* What this task involves
How do the records below read from their first line through the line containing "toggles: &ToggleState) ->"? Write those lines out exactly.

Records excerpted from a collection
■ ■ ■ ■ ■
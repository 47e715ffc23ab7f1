//! # Win Type Eligibility
//!
//! Decides whether a win type can currently be selected. The checks run in a
//! fixed order and the first one that applies decides the result:
//!
//! 1. Incomplete seating context: everything stays enabled.
//! 2. 包自摸 is always enabled.
//! 3. Wind types: only the round wind and the winner's relative wind.
//! 4. 地胡 for a non-dealer needs self-draw not to be explicitly off.
//! 5. Dependency graph: disabled when a required type is explicitly off.
//! 6. Exclusion graph: disabled when an excluded type is explicitly on.

use super::rule_tables::{dependency_graph, exclusion_graph};
use super::types::{
    game::{GameContext, ToggleState},
    scoring::DisabledReason,
    win_type::WinType,
};

// --- Main Public Functions ---

/// Returns `true` when `win_type` must not be selectable.
pub fn is_disabled(win_type: WinType, context: &GameContext, toggles: &ToggleState) -> bool {
    disabled_reason(win_type, context, toggles).is_some()
}

/// Explains why `win_type` is disabled.
///
/// # Arguments
/// * `win_type` - The candidate being checked.
/// * `context` - Round, seat and dealer winds plus dealer status.
/// * `toggles` - The caller's current selections. Only explicit values count.
///
/// # Returns
/// * `Some(reason)` naming the rule that disabled the candidate, or `None`.
pub fn disabled_reason(
    win_type: WinType,
    context: &GameContext,
    toggles: &ToggleState,
) -> Option<DisabledReason> {
    // --- 1. Seating must be fully known ---
    let (Some(game_wind), Some(seat_wind), Some(dealer_wind)) =
        (context.game_wind, context.seat_wind, context.dealer_wind)
    else {
        return None;
    };

    // --- 2. Penalty ---
    if win_type == WinType::SelfDrawPenalty {
        return None;
    }

    // --- 3. Winds ---
    if let Some(wind) = win_type.wind() {
        let winner_wind = seat_wind.seat_wind(dealer_wind);
        if wind != game_wind && wind != winner_wind {
            log::trace!("{win_type} disabled: not round wind {game_wind} or winner wind {winner_wind}");
            return Some(DisabledReason::WrongWind);
        }
        return None;
    }

    // --- 4. Earthly hand ---
    // TODO: other non-dealer, non-self-draw combinations are not covered yet.
    if win_type == WinType::EarthlyHand
        && toggles.is_off(WinType::SelfDraw)
        && !context.is_winner_dealer
    {
        log::trace!("{win_type} disabled: non-dealer without self-draw");
        return Some(DisabledReason::EarthlyHandWithoutSelfDraw);
    }

    // --- 5. Dependencies ---
    if let Some(required) = dependency_graph()
        .destinations(&win_type)
        .find(|required| toggles.is_off(**required))
    {
        log::trace!("{win_type} disabled: requires {required}");
        return Some(DisabledReason::MissingRequirement(*required));
    }

    // --- 6. Exclusions ---
    let exclusions = exclusion_graph();
    if let Some(excluded) = exclusions
        .destinations(&win_type)
        .find(|excluded| toggles.is_on(**excluded))
    {
        log::trace!("{win_type} disabled: excludes selected {excluded}");
        return Some(DisabledReason::Excludes(*excluded));
    }
    if let Some(selected) = toggles
        .toggled_on()
        .find(|selected| exclusions.has_edge(selected, &win_type))
    {
        log::trace!("{win_type} disabled: excluded by selected {selected}");
        return Some(DisabledReason::ExcludedBy(selected));
    }

    None
}

#[cfg(test)]
mod tests {
    use super::*;
    use crate::implements::types::tiles::Wind;

    fn all_east() -> GameContext {
        GameContext::new(Wind::East, Wind::East, Wind::East, false)
    }

    fn toggles(entries: &[(WinType, bool)]) -> ToggleState {
        entries.iter().copied().collect()
    }

    #[test]
    fn incomplete_context_enables_everything() {
        let mut context = all_east();
        context.dealer_wind = None;
        let selected = toggles(&[(WinType::AllOneSuit, true), (WinType::SelfDraw, false)]);

        assert!(!is_disabled(WinType::South, &context, &selected));
        assert!(!is_disabled(WinType::MixedOneSuit, &context, &selected));
        assert!(!is_disabled(WinType::EarthlyHand, &GameContext::default(), &selected));
    }

    #[test]
    fn penalty_is_never_disabled() {
        let selected = toggles(&[(WinType::SelfDraw, true), (WinType::CommonHand, true)]);
        assert!(!is_disabled(WinType::SelfDrawPenalty, &all_east(), &selected));
    }

    #[test]
    fn only_round_and_winner_winds_stay_enabled() {
        let context = all_east();
        assert!(!is_disabled(WinType::East, &context, &ToggleState::new()));
        assert!(is_disabled(WinType::South, &context, &ToggleState::new()));
        assert!(is_disabled(WinType::West, &context, &ToggleState::new()));
        assert!(is_disabled(WinType::North, &context, &ToggleState::new()));
    }

    #[test]
    fn winner_wind_is_relative_to_dealer() {
        // Winner sits West with dealer South, so the winner's wind is South.
        let context = GameContext::new(Wind::East, Wind::West, Wind::South, false);
        let none = ToggleState::new();

        assert!(!is_disabled(WinType::East, &context, &none));
        assert!(!is_disabled(WinType::South, &context, &none));
        assert_eq!(
            disabled_reason(WinType::West, &context, &none),
            Some(DisabledReason::WrongWind)
        );
        assert!(is_disabled(WinType::North, &context, &none));
    }

    #[test]
    fn wind_check_ignores_exclusions() {
        let selected = toggles(&[(WinType::AllOneSuit, true)]);
        assert!(!is_disabled(WinType::East, &all_east(), &selected));
    }

    #[test]
    fn earthly_hand_needs_self_draw_for_non_dealer() {
        let selected = toggles(&[(WinType::SelfDraw, false)]);
        assert_eq!(
            disabled_reason(WinType::EarthlyHand, &all_east(), &selected),
            Some(DisabledReason::EarthlyHandWithoutSelfDraw)
        );

        let dealer = GameContext::new(Wind::East, Wind::East, Wind::East, true);
        assert!(!is_disabled(WinType::EarthlyHand, &dealer, &selected));
    }

    #[test]
    fn absent_self_draw_is_not_off() {
        assert!(!is_disabled(WinType::EarthlyHand, &all_east(), &ToggleState::new()));
    }

    #[test]
    fn dependency_fires_on_explicit_false_only() {
        let off = toggles(&[(WinType::HeavenlyHand, false)]);
        assert_eq!(
            disabled_reason(WinType::SelfDraw, &all_east(), &off),
            Some(DisabledReason::MissingRequirement(WinType::HeavenlyHand))
        );

        let on = toggles(&[(WinType::HeavenlyHand, true)]);
        assert!(!is_disabled(WinType::SelfDraw, &all_east(), &on));
        assert!(!is_disabled(WinType::SelfDraw, &all_east(), &ToggleState::new()));
    }

    #[test]
    fn dependency_is_one_directional() {
        let off = toggles(&[(WinType::SelfDraw, false)]);
        assert!(!is_disabled(WinType::HeavenlyHand, &all_east(), &off));
    }

    #[test]
    fn exclusion_disables_both_sides() {
        let all_one_suit = toggles(&[(WinType::AllOneSuit, true)]);
        assert_eq!(
            disabled_reason(WinType::MixedOneSuit, &all_east(), &all_one_suit),
            Some(DisabledReason::ExcludedBy(WinType::AllOneSuit))
        );
        assert!(is_disabled(WinType::RedDragon, &all_east(), &all_one_suit));

        let mixed = toggles(&[(WinType::MixedOneSuit, true)]);
        assert_eq!(
            disabled_reason(WinType::AllOneSuit, &all_east(), &mixed),
            Some(DisabledReason::Excludes(WinType::MixedOneSuit))
        );
    }

    #[test]
    fn exclusion_ignores_explicit_false() {
        let selected = toggles(&[(WinType::AllOneSuit, false)]);
        assert!(!is_disabled(WinType::MixedOneSuit, &all_east(), &selected));
    }

    #[test]
    fn self_draw_and_robbing_a_gong_exclude_each_other() {
        let self_draw = toggles(&[(WinType::SelfDraw, true)]);
        assert!(is_disabled(WinType::RobbingAGong, &all_east(), &self_draw));

        let robbing = toggles(&[(WinType::RobbingAGong, true)]);
        assert!(is_disabled(WinType::SelfDraw, &all_east(), &robbing));
    }

    #[test]
    fn clean_door_and_concealed_triplets() {
        let clean_door = toggles(&[(WinType::CleanDoor, true)]);
        assert_eq!(
            disabled_reason(WinType::FourConcealedTriplets, &all_east(), &clean_door),
            Some(DisabledReason::ExcludedBy(WinType::CleanDoor))
        );
    }

    #[test]
    fn unrelated_selection_leaves_type_enabled() {
        let selected = toggles(&[(WinType::Flower, true), (WinType::Season, true)]);
        assert!(!is_disabled(WinType::ThirteenOrphans, &all_east(), &selected));
        assert!(!is_disabled(WinType::AllKongs, &all_east(), &selected));
    }
}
■ ■ ■ ■ ■
* Response area
repository 47e715ffc23ab7f1
//! # Win Type Eligibility
//!
//! Decides whether a win type can currently be selected. The checks run in a
//! fixed order and the first one that applies decides the result:
//!
//! 1. Incomplete seating context: everything stays enabled.
//! 2. 包自摸 is always enabled.
//! 3. Wind types: only the round wind and the winner's relative wind.
//! 4. 地胡 for a non-dealer needs self-draw not to be explicitly off.
//! 5. Dependency graph: disabled when a required type is explicitly off.
//! 6. Exclusion graph: disabled when an excluded type is explicitly on.

use super::rule_tables::{dependency_graph, exclusion_graph};
use super::types::{
    game::{GameContext, ToggleState},
    scoring::DisabledReason,
    win_type::WinType,
};

// --- Main Public Functions ---

/// Returns `true` when `win_type` must not be selectable.
pub fn is_disabled(win_type: WinType, context: &GameContext, toggles: &ToggleState) -> bool {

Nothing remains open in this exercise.